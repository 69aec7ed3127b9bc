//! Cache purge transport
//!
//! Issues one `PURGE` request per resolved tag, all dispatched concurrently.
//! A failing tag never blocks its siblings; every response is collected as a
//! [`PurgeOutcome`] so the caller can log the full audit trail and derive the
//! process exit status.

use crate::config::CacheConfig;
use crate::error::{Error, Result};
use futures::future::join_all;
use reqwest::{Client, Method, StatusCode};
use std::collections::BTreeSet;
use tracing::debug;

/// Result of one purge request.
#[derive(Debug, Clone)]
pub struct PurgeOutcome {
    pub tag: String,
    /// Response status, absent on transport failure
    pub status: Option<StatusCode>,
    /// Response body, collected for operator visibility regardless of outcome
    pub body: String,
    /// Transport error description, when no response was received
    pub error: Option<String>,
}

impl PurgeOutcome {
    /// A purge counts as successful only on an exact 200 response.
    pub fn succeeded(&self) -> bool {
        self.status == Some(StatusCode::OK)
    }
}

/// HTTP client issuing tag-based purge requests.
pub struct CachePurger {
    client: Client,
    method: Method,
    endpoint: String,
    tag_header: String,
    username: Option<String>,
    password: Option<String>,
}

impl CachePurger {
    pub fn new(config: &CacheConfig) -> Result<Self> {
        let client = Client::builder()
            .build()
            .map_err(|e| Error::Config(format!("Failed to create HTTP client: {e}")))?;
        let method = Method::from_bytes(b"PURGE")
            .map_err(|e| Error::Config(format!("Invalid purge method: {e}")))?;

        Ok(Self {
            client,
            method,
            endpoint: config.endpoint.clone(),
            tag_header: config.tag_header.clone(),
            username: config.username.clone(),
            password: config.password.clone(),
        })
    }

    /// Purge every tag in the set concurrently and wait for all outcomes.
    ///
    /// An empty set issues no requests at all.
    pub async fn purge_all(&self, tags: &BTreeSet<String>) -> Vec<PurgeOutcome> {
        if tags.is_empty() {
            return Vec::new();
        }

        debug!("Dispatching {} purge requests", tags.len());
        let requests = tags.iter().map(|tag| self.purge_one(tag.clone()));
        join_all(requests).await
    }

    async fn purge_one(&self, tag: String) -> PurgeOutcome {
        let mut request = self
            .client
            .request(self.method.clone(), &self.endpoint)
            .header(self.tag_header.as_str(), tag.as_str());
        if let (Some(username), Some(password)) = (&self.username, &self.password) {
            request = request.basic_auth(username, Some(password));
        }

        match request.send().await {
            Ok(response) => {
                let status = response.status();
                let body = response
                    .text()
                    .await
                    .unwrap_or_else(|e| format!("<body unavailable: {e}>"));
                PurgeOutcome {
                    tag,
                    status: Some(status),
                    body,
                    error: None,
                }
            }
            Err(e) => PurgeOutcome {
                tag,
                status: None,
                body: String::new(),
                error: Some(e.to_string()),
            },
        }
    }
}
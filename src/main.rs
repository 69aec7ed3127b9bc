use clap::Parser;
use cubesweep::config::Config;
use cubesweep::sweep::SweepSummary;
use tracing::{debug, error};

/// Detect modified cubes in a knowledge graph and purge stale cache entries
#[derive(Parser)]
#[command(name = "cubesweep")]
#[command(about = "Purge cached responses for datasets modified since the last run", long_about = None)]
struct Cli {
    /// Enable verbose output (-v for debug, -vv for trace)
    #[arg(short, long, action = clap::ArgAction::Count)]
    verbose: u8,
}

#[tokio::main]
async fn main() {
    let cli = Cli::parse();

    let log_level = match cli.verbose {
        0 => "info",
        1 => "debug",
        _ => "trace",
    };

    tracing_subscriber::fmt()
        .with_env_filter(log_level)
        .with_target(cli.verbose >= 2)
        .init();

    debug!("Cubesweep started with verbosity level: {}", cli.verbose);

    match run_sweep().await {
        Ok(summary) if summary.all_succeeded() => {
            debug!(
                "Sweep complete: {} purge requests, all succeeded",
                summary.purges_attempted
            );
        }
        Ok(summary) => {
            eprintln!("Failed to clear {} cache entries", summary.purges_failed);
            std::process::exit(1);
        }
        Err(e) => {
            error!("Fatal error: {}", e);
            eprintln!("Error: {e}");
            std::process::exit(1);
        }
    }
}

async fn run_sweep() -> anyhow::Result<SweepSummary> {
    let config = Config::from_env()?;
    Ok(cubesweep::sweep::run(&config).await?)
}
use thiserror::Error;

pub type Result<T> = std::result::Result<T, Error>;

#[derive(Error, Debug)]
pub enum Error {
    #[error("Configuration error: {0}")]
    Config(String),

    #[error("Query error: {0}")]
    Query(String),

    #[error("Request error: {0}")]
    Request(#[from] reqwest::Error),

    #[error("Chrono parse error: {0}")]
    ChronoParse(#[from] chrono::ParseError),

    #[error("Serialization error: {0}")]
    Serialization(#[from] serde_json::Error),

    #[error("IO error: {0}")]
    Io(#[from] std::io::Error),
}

=-=-=-=-=

» How to complete this task
Could you report all lines of the listing that hold "format"?

» Reply to the exercise
            .map_err(|e| Error::Config(format!("Failed to create HTTP client: {e}")))?;
            .map_err(|e| Error::Config(format!("Invalid purge method: {e}")))?;
                    .unwrap_or_else(|e| format!("<body unavailable: {e}>"));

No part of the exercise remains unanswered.